There are 12 branches of the Federal Reserve Bank: Boston, New York, Philadelphia, Cleveland, Richmond, Atlanta, Chicago, St. Louis, Minneapolis, Kansas City, Dallas, and San Francisco. Eight times a year they get together and compile a report, the Summary of Commentary on Current Economic Conditions, better known as the 'Beige Book'. On July 29, the most recent version of the Beige Book was posted. The summary reports, anecdotally, that conditions are moderating since the report issued June 10.
Contrast the reactions of individual branches: New York, Cleveland, Kansas City, and San Francisco reported a stabilization of economic decline. Two more branches reported moderation in declines: Chicago and St. Louis. Minneapolis, however, reported a decline since the last Beige Book release (June 10). Minneapolis released the most sobering summary of conditions in their district (the ninth district):
"The Ninth District economy contracted since the last report. Decreases in activity occurred in the retail spending, tourism, services, residential construction, agriculture, mining and manufacturing sectors. The commercial construction sector was stable at low levels, while the energy and residential real estate sectors saw moderate increases. Labor markets slackened since the last report, and wage increases were moderate. While a number of prices were lower than a year ago, prices have generally remained stable since the last report." - From July 29, 2009 Beige Book, Minneapolis
The Beige Book breaks down economic sectors into Consumer Spending and Tourism, Nonfinancial Services, Manufacturing, Real Estate and Construction, Agriculture and Natural Resources, Banking and Financial Services, and Employment, Wages and Prices. This helps to give a closer look at which individual sectors are suffering the most (in downturns or otherwise) and which sectors are booming (again, in whatever conditions). This Beige Book was rather muted in terms of improving sectors, and Travel and Tourism is downright dismal.
Not all is horrible, however! Some residential "green shoots" are popping up, although commercial may be the next shoe to fall (Metaphor alert!). Manufacturing is showing signs of life, with some improvements reported since June 10th's Beige Book: "Reports on the manufacturing sector remained subdued but were slightly more positive than in the previous Beige Book". Even hiring may be bouncing back, selectively: "Boston, Cleveland, Richmond, Atlanta, Chicago, St. Louis, and Minneapolis noted selective hiring, including attempts by some firms to take advantage of layoffs elsewhere to pick up experienced talent."
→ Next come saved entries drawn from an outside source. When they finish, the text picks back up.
//! Lava Surfing — ride four undulating lava streams.
//!
//! Press while standing on a stream to jump; hold to fall faster and pass
//! through streams.  Rocks drift in along the streams and end the run on
//! contact; minerals score with a multiplier that grows on every pickup and
//! shrinks on every miss.

use std::f64::consts::TAU;

use ob_core::{collide_boxes, collide_circles};
use ob_sim::{GameAdapter, Simulator};

use super::{register, spawn};

const STREAMS:   &str = "streams";
const OBSTACLES: &str = "obstacles";
const MINERALS:  &str = "minerals";

const STREAM_COUNT:     usize = 4;
const STREAM_TOP:       f64   = 12.5;
const STREAM_SPACING:   f64   = 21.875;
const STREAM_THICKNESS: f64   = 3.75;

const PLAYER_X:      f64 = 12.5;
const PLAYER_WIDTH:  f64 = 5.0;
const PLAYER_HEIGHT: f64 = 2.5;
const GRAVITY:       f64 = 0.0625;
const JUMP_VELOCITY: f64 = -2.0;
const DRAG:          f64 = 0.99;

/// No rocks before this tick.
const GRACE_TICKS:       u64 = 120;
const MINERAL_GAP_TICKS: u64 = 60;
const MAX_MULTIPLIER:    u32 = 9;

#[derive(Debug, Clone)]
struct LavaStream {
    base_y:    f64,
    y:         f64,
    amplitude: f64,
    frequency: f64,
    phase:     f64,
}

#[derive(Debug, Clone)]
struct Rock {
    x:      f64,
    y:      f64,
    width:  f64,
    height: f64,
    speed:  f64,
    stream: usize,
}

#[derive(Debug, Clone)]
struct Mineral {
    x:         f64,
    y:         f64,
    size:      f64,
    speed:     f64,
    stream:    usize,
    value:     f64,
    collected: bool,
}

/// Per-run state of the surfer and the spawners.
#[derive(Debug, Clone)]
pub struct LavaState {
    y:                f64,
    vy:               f64,
    on_lava:          bool,
    multiplier:       u32,
    last_rock_tick:   u64,
    last_rock_stream: Option<usize>,
    rock_spacing:     u64,
    last_mineral:     u64,
}

pub struct LavaSurfing;

impl GameAdapter for LavaSurfing {
    type Context = LavaState;

    fn name(&self) -> &str {
        "LavaSurfing"
    }

    fn init(&self, sim: &mut Simulator) -> LavaState {
        register::<LavaStream>(sim, STREAMS);
        register::<Rock>(sim, OBSTACLES);
        register::<Mineral>(sim, MINERALS);

        for i in 0..STREAM_COUNT {
            let y = STREAM_TOP + i as f64 * STREAM_SPACING;
            let stream = LavaStream {
                base_y:    y,
                y,
                amplitude: sim.rng.random_range(0.75, 1.75),
                frequency: sim.rng.random_range(0.02, 0.04),
                phase:     sim.rng.random_range(0.0, TAU),
            };
            spawn(sim, STREAMS, stream);
        }

        let bottom = STREAM_TOP + (STREAM_COUNT - 1) as f64 * STREAM_SPACING;
        LavaState {
            y:                bottom - PLAYER_HEIGHT / 2.0,
            vy:               0.0,
            on_lava:          true,
            multiplier:       1,
            last_rock_tick:   0,
            last_rock_stream: None,
            rock_spacing:     120,
            last_mineral:     0,
        }
    }

    fn update(&self, sim: &mut Simulator, st: &mut LavaState) {
        let tick = sim.tick().0;
        let difficulty = sim.difficulty() as f64;
        let input = sim.input();

        // ── Streams ───────────────────────────────────────────────────────
        let mut stream_ys = [0.0; STREAM_COUNT];
        if let Some(streams) = sim.objects.pool_mut::<LavaStream>(STREAMS) {
            for (i, s) in streams.iter_mut().enumerate() {
                s.y = s.base_y + (tick as f64 * s.frequency + s.phase).sin() * s.amplitude;
                stream_ys[i] = s.y;
            }
        }

        // ── Surfer ────────────────────────────────────────────────────────
        if input.just_pressed && st.on_lava {
            st.vy = JUMP_VELOCITY;
            st.on_lava = false;
        }
        let pass_through = input.pressed;
        st.vy += if pass_through { GRAVITY * 1.5 } else { GRAVITY };
        st.vy *= DRAG;
        st.y += st.vy;

        if st.y > 100.0 + PLAYER_HEIGHT {
            st.y = -PLAYER_HEIGHT;
        } else if st.y < -PLAYER_HEIGHT {
            st.y = 100.0 + PLAYER_HEIGHT;
        }

        st.on_lava = false;
        if !pass_through && st.vy > 0.0 {
            let feet = st.y + PLAYER_HEIGHT / 2.0;
            if let Some(&sy) =
                stream_ys.iter().find(|&&sy| feet > sy && feet < sy + STREAM_THICKNESS)
            {
                st.y = sy - PLAYER_HEIGHT / 2.0;
                st.vy = 0.0;
                st.on_lava = true;
            }
        }

        // ── Rocks ─────────────────────────────────────────────────────────
        if tick - st.last_rock_tick > st.rock_spacing
            && tick > GRACE_TICKS
            && sim.rng.gen_bool(0.1 * difficulty)
        {
            let lanes: Vec<usize> =
                (0..STREAM_COUNT).filter(|&i| Some(i) != st.last_rock_stream).collect();
            let stream = lanes[sim.rng.gen_range(0..lanes.len())];
            let height = sim.rng.random_range(5.0, 8.75);
            let width = sim.rng.random_range(3.75, 7.5);
            let rock = Rock {
                x: 100.0 + width / 2.0,
                y: stream_ys[stream] - height / 2.0,
                width,
                height,
                speed: (1.0 + difficulty * 0.3) / 4.0,
                stream,
            };
            spawn(sim, OBSTACLES, rock);

            st.last_rock_tick = tick;
            st.last_rock_stream = Some(stream);
            st.rock_spacing = (120.0 - difficulty * 10.0).max(60.0) as u64;
        }

        let player_y = st.y;
        let mut hit = false;
        if let Some(rocks) = sim.objects.pool_mut::<Rock>(OBSTACLES) {
            rocks.for_each_and_remove_if(
                |r, _| {
                    r.x -= r.speed;
                    r.y = stream_ys[r.stream] - r.height / 2.0;
                    hit |= collide_boxes(
                        PLAYER_X,
                        player_y,
                        PLAYER_WIDTH * 0.8,
                        PLAYER_HEIGHT * 0.8,
                        r.x,
                        r.y,
                        r.width * 0.9,
                        r.height * 0.9,
                    );
                },
                |r, _| r.x < -r.width,
            );
        }
        if hit {
            sim.end();
            return;
        }

        // ── Minerals ──────────────────────────────────────────────────────
        if tick - st.last_mineral > MINERAL_GAP_TICKS && sim.rng.gen_bool(0.01 * difficulty) {
            let stream = sim.rng.gen_range(0..STREAM_COUNT);
            let size = sim.rng.random_range(3.0, 4.5);
            let value = (10.0 * (1.0 - stream as f64 / STREAM_COUNT as f64)).floor().max(5.0);
            let mineral = Mineral {
                x: 100.0 + size / 2.0,
                y: stream_ys[stream] - size / 2.0,
                size,
                speed: (1.0 + difficulty * 0.2) / 4.0,
                stream,
                value,
                collected: false,
            };
            spawn(sim, MINERALS, mineral);
            st.last_mineral = tick;
        }

        let mut collected: Vec<(f64, f64, f64)> = Vec::new();
        let mut missed = 0u32;
        if let Some(minerals) = sim.objects.pool_mut::<Mineral>(MINERALS) {
            minerals.for_each_and_remove_if(
                |m, _| {
                    m.x -= m.speed;
                    m.y = stream_ys[m.stream] - m.size / 2.0;
                    let touching = collide_circles(
                        PLAYER_X,
                        player_y,
                        PLAYER_WIDTH / 2.0,
                        m.x,
                        m.y,
                        m.size / 2.0 * 0.8,
                    );
                    if touching {
                        m.collected = true;
                        collected.push((m.value, m.x, m.y));
                    } else if m.x < -m.size {
                        missed += 1;
                    }
                },
                |m, _| m.collected || m.x < -m.size,
            );
        }

        for (value, x, y) in collected {
            st.multiplier = (st.multiplier + 1).min(MAX_MULTIPLIER);
            sim.add_score_at(value * st.multiplier as f64, x, y);
        }
        for _ in 0..missed {
            st.multiplier = st.multiplier.saturating_sub(1).max(1);
            sim.record("mineral_missed", st.multiplier as f64);
        }
    }
}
I don't know if you can consider this subdued report a sign of 'green shoots', but it certainly is better than all of the gloom and 'sky is falling' commentary in the recent past. Even a slow recovery has to start somewhere. Combined with the recently released BEA report on GDP (reporting annualized declines of 1.0% in GDP, vs. 6.4% in the first quarter), less bad may actually mean good. What do you think? Eye of the storm (it's a hurricane metaphor), or legitimate sign of life?